Mainstream media and marketing used to focus on the exceptional—exceptionally thin and exceptionally, conventionally beautiful people were used to sell us on the idea that if we just had that one piece of clothing, then we too could be one step closer to being exceptional ourselves. But beliefs like these are now long gone, replaced instead with the principles of body positivity: the idea that all bodies are good bodies, worthy of love and celebration. The movement seemed at first to move painfully slowly, especially as its outcomes could already be considered long overdue. But, thanks to the continued efforts of body positive activists, the growing social media exposure surrounding the movement and the positive feedback garnered by early adopters within the fashion industry, the ubiquity of diversity is now finally taking off.

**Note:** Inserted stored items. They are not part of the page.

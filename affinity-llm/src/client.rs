//! LLM client: chat completions and embeddings over Ollama or an
//! OpenAI-compatible API.

use std::sync::Arc;
use std::time::{Duration, Instant};

use affinity_core::behavior::Behavior;
use affinity_core::config::LlmConfig;
use affinity_core::extraction::strip_code_fence;
use affinity_core::{AffinityError, ChatMessage, Classifier, Embedder, Generator, PromptEngine, PromptId, Role};
use async_trait::async_trait;
use reqwest::Client;
use serde_json::{Value, json};
use tracing::{debug, warn};

use crate::error::LlmError;
use crate::types::{LlmRequest, LlmResponse, SentimentResponse};

const RETRY_BASE_MS: u64 = 200;
const RETRY_CAP_MS: u64 = 10_000;

/// Sleep before retry number `attempt` (1-based): doubling from 200 ms,
/// capped at 10 s.
#[must_use]
pub fn retry_backoff(attempt: u32) -> Duration {
    let factor = 2_u64.saturating_pow(attempt.saturating_sub(1));
    Duration::from_millis(RETRY_BASE_MS.saturating_mul(factor).min(RETRY_CAP_MS))
}

/// Provider backend for LLM inference.
#[derive(Debug, Clone)]
pub enum LlmProvider {
    /// Ollama running locally.
    Ollama {
        /// Server root, e.g. `http://localhost:11434`.
        base_url: String,
    },
    /// OpenAI-compatible API.
    OpenAiCompatible {
        /// API root without the `/v1` suffix.
        base_url: String,
        /// Bearer token.
        api_key: String,
    },
    /// No backend: every call fails and callers use their fallbacks.
    None,
}

/// Routes requests to the configured backend with retries.
#[derive(Debug, Clone)]
pub struct LlmClient {
    provider: LlmProvider,
    http: Client,
    model: String,
    embedding_model: String,
    max_retries: u32,
    timeout_ms: u64,
    temperature: f32,
}

impl LlmClient {
    /// Create a client.
    #[must_use]
    pub fn new(provider: LlmProvider, model: impl Into<String>, embedding_model: impl Into<String>) -> Self {
        let defaults = LlmConfig::default();
        Self {
            provider,
            http: Client::new(),
            model: model.into(),
            embedding_model: embedding_model.into(),
            max_retries: defaults.max_retries,
            timeout_ms: defaults.request_timeout_ms,
            temperature: defaults.temperature,
        }
    }

    /// Build a client from the `[llm]` config section.
    ///
    /// # Errors
    /// Returns [`LlmError::ConfigError`] for an unknown provider or an
    /// OpenAI-compatible provider without an API key.
    pub fn from_config(config: &LlmConfig) -> Result<Self, LlmError> {
        let base_url = config.base_url.trim_end_matches('/').to_string();
        let provider = match config.provider.as_str() {
            "ollama" => LlmProvider::Ollama { base_url },
            "openai" => LlmProvider::OpenAiCompatible {
                base_url,
                api_key: config
                    .api_key
                    .clone()
                    .ok_or_else(|| LlmError::ConfigError("openai provider requires api_key".into()))?,
            },
            "none" => LlmProvider::None,
            other => return Err(LlmError::ConfigError(format!("unknown provider '{other}'"))),
        };
        Ok(Self {
            max_retries: config.max_retries,
            timeout_ms: config.request_timeout_ms,
            temperature: config.temperature,
            ..Self::new(provider, &config.model, &config.embedding_model)
        })
    }

    /// A client with no backend.
    #[must_use]
    pub fn none() -> Self {
        Self::new(LlmProvider::None, "", "")
    }

    /// Set retries after the first failed attempt.
    #[must_use]
    pub fn with_retries(mut self, max_retries: u32) -> Self {
        self.max_retries = max_retries;
        self
    }

    /// Whether a backend is configured.
    #[must_use]
    pub fn is_available(&self) -> bool {
        !matches!(self.provider, LlmProvider::None)
    }

    // -----------------------------------------------------------------------
    // Chat
    // -----------------------------------------------------------------------

    /// Run a chat completion.
    ///
    /// # Errors
    /// Returns [`LlmError::Unavailable`] without a backend, or the last
    /// failure once retries are exhausted.
    pub async fn chat(&self, request: &LlmRequest) -> Result<LlmResponse, LlmError> {
        let temperature = request.temperature.unwrap_or(self.temperature);
        let (url, body, api_key) = match &self.provider {
            LlmProvider::None => return Err(LlmError::Unavailable("No LLM provider configured".into())),
            LlmProvider::Ollama { base_url } => {
                let mut body = json!({
                    "model": self.model,
                    "messages": wire_messages(&request.system, &request.messages),
                    "stream": false,
                    "options": { "temperature": temperature },
                });
                if let Some(max) = request.max_tokens {
                    body["options"]["num_predict"] = json!(max);
                }
                if request.json_mode {
                    body["format"] = json!("json");
                }
                (format!("{base_url}/api/chat"), body, None)
            }
            LlmProvider::OpenAiCompatible { base_url, api_key } => {
                let mut body = json!({
                    "model": self.model,
                    "messages": wire_messages(&request.system, &request.messages),
                    "temperature": temperature,
                });
                if let Some(max) = request.max_tokens {
                    body["max_tokens"] = json!(max);
                }
                if request.json_mode {
                    body["response_format"] = json!({ "type": "json_object" });
                }
                (format!("{base_url}/v1/chat/completions"), body, Some(api_key.as_str()))
            }
        };

        let (json, latency_ms) = self.post_with_retries(&url, &body, api_key).await?;
        let (text, tokens) = if api_key.is_some() {
            (
                json["choices"][0]["message"]["content"].as_str(),
                json["usage"]["completion_tokens"].as_u64(),
            )
        } else {
            (json["message"]["content"].as_str(), json["eval_count"].as_u64())
        };
        let text = text
            .ok_or_else(|| LlmError::ParseError("response has no message content".into()))?
            .trim()
            .to_string();

        debug!(model = %self.model, latency_ms, chars = text.len(), "Chat completion");
        Ok(LlmResponse {
            text,
            tokens_generated: u32::try_from(tokens.unwrap_or(0)).unwrap_or(u32::MAX),
            latency_ms,
            model: self.model.clone(),
        })
    }

    // -----------------------------------------------------------------------
    // Embeddings
    // -----------------------------------------------------------------------

    /// Embed one text.
    ///
    /// # Errors
    /// Same as [`LlmClient::chat`]; an empty vector is a parse error.
    pub async fn embed_text(&self, text: &str) -> Result<Vec<f32>, LlmError> {
        let (url, body, api_key, pointer) = match &self.provider {
            LlmProvider::None => return Err(LlmError::Unavailable("No LLM provider configured".into())),
            LlmProvider::Ollama { base_url } => (
                format!("{base_url}/api/embeddings"),
                json!({ "model": self.embedding_model, "prompt": text }),
                None,
                "/embedding",
            ),
            LlmProvider::OpenAiCompatible { base_url, api_key } => (
                format!("{base_url}/v1/embeddings"),
                json!({ "model": self.embedding_model, "input": text }),
                Some(api_key.as_str()),
                "/data/0/embedding",
            ),
        };

        let (json, _) = self.post_with_retries(&url, &body, api_key).await?;
        let values = json
            .pointer(pointer)
            .and_then(Value::as_array)
            .ok_or_else(|| LlmError::ParseError("response has no embedding".into()))?;
        #[allow(clippy::cast_possible_truncation)]
        let embedding: Vec<f32> = values.iter().filter_map(Value::as_f64).map(|v| v as f32).collect();
        if embedding.is_empty() {
            return Err(LlmError::ParseError("empty embedding".into()));
        }
        Ok(embedding)
    }

    // -----------------------------------------------------------------------
    // Transport
    // -----------------------------------------------------------------------

    async fn post_with_retries(&self, url: &str, body: &Value, api_key: Option<&str>) -> Result<(Value, u64), LlmError> {
        let mut last_error = String::new();
        for attempt in 0..=self.max_retries {
            if attempt > 0 {
                debug!(attempt = attempt + 1, of = self.max_retries + 1, "Retrying LLM call");
                tokio::time::sleep(retry_backoff(attempt)).await;
            }

            let start = Instant::now();
            let mut builder = self
                .http
                .post(url)
                .json(body)
                .timeout(Duration::from_millis(self.timeout_ms));
            if let Some(key) = api_key {
                builder = builder.bearer_auth(key);
            }
            let result = builder.send().await;
            let latency_ms = u64::try_from(start.elapsed().as_millis()).unwrap_or(u64::MAX);

            let err = match result {
                Ok(resp) if resp.status().is_success() => {
                    return resp
                        .json::<Value>()
                        .await
                        .map(|json| (json, latency_ms))
                        .map_err(|e| LlmError::ParseError(e.to_string()));
                }
                Ok(resp) => {
                    let status = resp.status();
                    LlmError::RequestFailed(format!("HTTP {status}: {}", resp.text().await.unwrap_or_default()))
                }
                Err(e) if e.is_timeout() => LlmError::Timeout(self.timeout_ms),
                Err(e) => LlmError::from(e),
            };
            warn!(url, attempt = attempt + 1, error = %err, "LLM call failed");
            if !err.is_retryable() {
                return Err(err);
            }
            last_error = err.to_string();
        }

        Err(LlmError::RetriesExhausted {
            attempts: self.max_retries + 1,
            last_error,
        })
    }
}

fn wire_messages(system: &str, messages: &[ChatMessage]) -> Vec<Value> {
    let mut wire = Vec::with_capacity(messages.len() + 1);
    if !system.is_empty() {
        wire.push(json!({ "role": "system", "content": system }));
    }
    for m in messages {
        let role = match m.role {
            Role::System => "system",
            Role::User => "user",
            Role::Assistant => "assistant",
        };
        wire.push(json!({ "role": role, "content": m.content }));
    }
    wire
}

#[async_trait]
impl Generator for LlmClient {
    async fn generate(&self, system: &str, messages: &[ChatMessage]) -> affinity_core::Result<String> {
        let request = LlmRequest::new(system, messages.to_vec());
        Ok(self.chat(&request).await?.text)
    }
}

#[async_trait]
impl Embedder for LlmClient {
    async fn embed(&self, text: &str) -> affinity_core::Result<Vec<f32>> {
        self.embed_text(text)
            .await
            .map_err(|e| AffinityError::Embedding(e.to_string()))
    }
}

// ---------------------------------------------------------------------------
// Classifier
// ---------------------------------------------------------------------------

/// Read the sentiment label from classifier output.
///
/// Unparseable output and unknown labels are neutral.
#[must_use]
pub fn parse_sentiment(raw: &str) -> Behavior {
    let body = strip_code_fence(raw);
    let json = match (body.find('{'), body.rfind('}')) {
        (Some(start), Some(end)) if end > start => &body[start..=end],
        _ => return Behavior::Neutral,
    };
    serde_json::from_str::<SentimentResponse>(json)
        .map_or(Behavior::Neutral, |r| Behavior::from_label(&r.sentiment))
}

/// Behavior classification through the chat endpoint in JSON mode.
#[derive(Debug, Clone)]
pub struct LlmClassifier {
    client: Arc<LlmClient>,
    prompts: Arc<PromptEngine>,
    persona: String,
}

impl LlmClassifier {
    /// Classify with `client`, rendering the classify prompt for `persona`.
    #[must_use]
    pub fn new(client: Arc<LlmClient>, prompts: Arc<PromptEngine>, persona: impl Into<String>) -> Self {
        Self {
            client,
            prompts,
            persona: persona.into(),
        }
    }
}

#[async_trait]
impl Classifier for LlmClassifier {
    async fn classify(&self, text: &str) -> affinity_core::Result<Behavior> {
        let request = LlmRequest::from_prompt(
            &self.prompts,
            PromptId::Classify,
            &[("persona", &self.persona), ("text", text)],
        )
        .map_err(|e| AffinityError::Classification(e.to_string()))?
        .json();
        let response = self
            .client
            .chat(&request)
            .await
            .map_err(|e| AffinityError::Classification(e.to_string()))?;
        Ok(parse_sentiment(&response.text))
    }
}

#[cfg(test)]
mod tests {
    use super::*;

    #[test]
    fn sentiment_parsing() {
        assert_eq!(parse_sentiment(r#"{"sentiment": "compliment"}"#), Behavior::Compliment);
        assert_eq!(parse_sentiment("```json\n{\"sentiment\": \"rude\"}\n```"), Behavior::Rude);
        assert_eq!(parse_sentiment(r#"{"sentiment": "ecstatic"}"#), Behavior::Neutral);
        assert_eq!(parse_sentiment("compliment"), Behavior::Neutral);
    }

    #[test]
    fn wire_messages_lead_with_system() {
        let wire = wire_messages("be nice", &[ChatMessage::user("hi"), ChatMessage::assistant("hey")]);
        assert_eq!(wire.len(), 3);
        assert_eq!(wire[0]["role"], "system");
        assert_eq!(wire[2]["role"], "assistant");
        assert_eq!(wire_messages("", &[ChatMessage::user("hi")]).len(), 1);
    }

    #[test]
    fn config_selects_provider() {
        let mut config = LlmConfig::default();
        assert!(LlmClient::from_config(&config).expect("ollama").is_available());

        config.provider = "openai".into();
        assert!(matches!(LlmClient::from_config(&config), Err(LlmError::ConfigError(_))));
        config.api_key = Some("sk-test".into());
        assert!(LlmClient::from_config(&config).is_ok());

        config.provider = "none".into();
        assert!(!LlmClient::from_config(&config).expect("none").is_available());
        config.provider = "carrier-pigeon".into();
        assert!(LlmClient::from_config(&config).is_err());
    }

    #[test]
    fn retry_backoff_doubles_then_caps() {
        assert_eq!(retry_backoff(1), Duration::from_millis(200));
        assert_eq!(retry_backoff(2), Duration::from_millis(400));
        assert_eq!(retry_backoff(4), Duration::from_millis(1600));
        assert_eq!(retry_backoff(60), Duration::from_secs(10));
        assert_eq!(retry_backoff(u32::MAX), Duration::from_secs(10));
    }

    #[tokio::test]
    async fn no_backend_fails_fast() {
        let client = LlmClient::none();
        let err = client.chat(&LlmRequest::new("s", vec![])).await.expect_err("no backend");
        assert!(matches!(err, LlmError::Unavailable(_)));
        assert!(matches!(
            Embedder::embed(&client, "x").await,
            Err(AffinityError::Embedding(_))
        ));
    }
}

A body positive activist can take many forms, but it makes sense that some of the most often cited are public figures that we already know and love. For example, recording artist Alicia Keys, who has gone makeup-free for most public appearances since 2016 as a way to re-connect with and embrace her own natural beauty and encourage others to do the same through her #NoMakeup campaign. Or, Lizzo, who has always been an outspoken supporter of the body positive movement, even desiring to recoin it as the “body normative” movement to further normalize all types of bodies. Or, fashion model Winnie Harlow who has vitiligo and has documented the changes in her skin over her career, always encouraging her fans to accept themselves no matter what changes their own bodies go through. Additionally, Sinéad Burke, writer, lecturer and advocate for inclusivity in the fields of design and fashion, who was the first little person to ever be featured on the cover of British Vogue after giving a ground breaking TED Talk in 2017 that explained the impact that design has on people’s lives and why representation is so important. And Roma Torre, Amanda Farinacci, Vivian Lee, Jeanine Ramirez and Kristen Shaughnessy, perhaps better known as the five former NY1 news anchors who made headlines in 2019 for speaking out and filing a lawsuit against their former network for age discrimination as their airtime was cut in favour of younger talents, even though their male counterparts did not face the same treatment. All of these women, plus many, many more, have gone a long way in spreading messages of self-confidence and self-acceptance over the years, and continue to do so to this day.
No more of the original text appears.